Methylation: Data on DNA methylation patterns in the cell line.
Drug Response: Information on how the cell line responds to various drugs.
GDSC Tissue descriptor 1: Primary tissue type classification.
GDSC Tissue descriptor 2: Secondary tissue type classification.
Cancer Type (matching TCGA label): Cancer type according to TCGA classification.
Microsatellite instability Status (MSI): Indicates the cell line's MSI status.
Screen Medium: The growth medium used for culturing the cell line.
Growth Properties: Characteristics of how the cell line grows in culture.
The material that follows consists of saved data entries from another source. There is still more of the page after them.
//! Driver layer for browser automation.
//!
//! This crate exposes the WebDriver-backed browser session and page helpers
//! used to load a page and read back what it rendered.
//!
//! - [`openscrape_browser::driver::OpenscrapeDriver`]: WebDriver client wrapper
//! - [`openscrape_browser::driver::DriverOptions`]: endpoint and browser flags
//! - [`openscrape_browser::page::OpenscrapePage`]: source, links, images and screenshots
pub mod openscrape_browser;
3. Compounds-annotation.csv:

DRUG_ID: Unique identifier for the drug.
SCREENING_SITE: Location where the drug screening was performed.
DRUG_NAME: Name of the drug compound.
SYNONYMS: Alternative names for the drug.
TARGET: The molecular target(s) of the drug.
TARGET_PATHWAY: The biological pathway(s) targeted by the drug.

Target Variable:

The primary target variable in this dataset is LN_IC50 (Natural log of the half-maximal inhibitory concentration). This variable represents the concentration of a drug that inhibits cell viability by 50%, measured on a logarithmic scale. Lower LN_IC50 values indicate higher drug sensitivity, making it a crucial metric for evaluating the effectiveness of anti-cancer drugs against various cancer cell lines.

Data Collection:

The data was collected by the Genomics of Drug Sensitivity in Cancer project, a collaboration between the Sanger Institute (UK) and the Massachusetts General Hospital Cancer Center (USA). The project involves large-scale screening of human cancer cell lines with a wide range of anti-cancer drugs. Data was collected through large-scale screening of human cancer cell lines with various anti-cancer drugs. Cell viability was measured using CellTiter-Glo assay after 72 hours of drug treatment.
The datasets can be accessed and downloaded from the GDSC website: GDSC Database.

Key Points:

The dataset covers over 1000 human cancer cell lines and hundreds of anti-cancer drugs.
Genomic features include gene mutations, copy number variations, and gene expression levels.
Drug response is primarily measured using IC50 values (the concentration of a drug that reduces cell viability by 50%).
The data can be used to identify biomarkers of drug sensitivity and to develop personalized cancer treatment strategies.
Regular updates are made to the dataset, expanding its coverage and improving data quality.
This dataset is crucial for researchers in cancer pharmacogenomics, allowing them to explore how genetic variations in cancer cells affect their response to different drugs. It has potential applications in drug discovery, personalized medicine, and understanding mechanisms of drug resistance in cancer.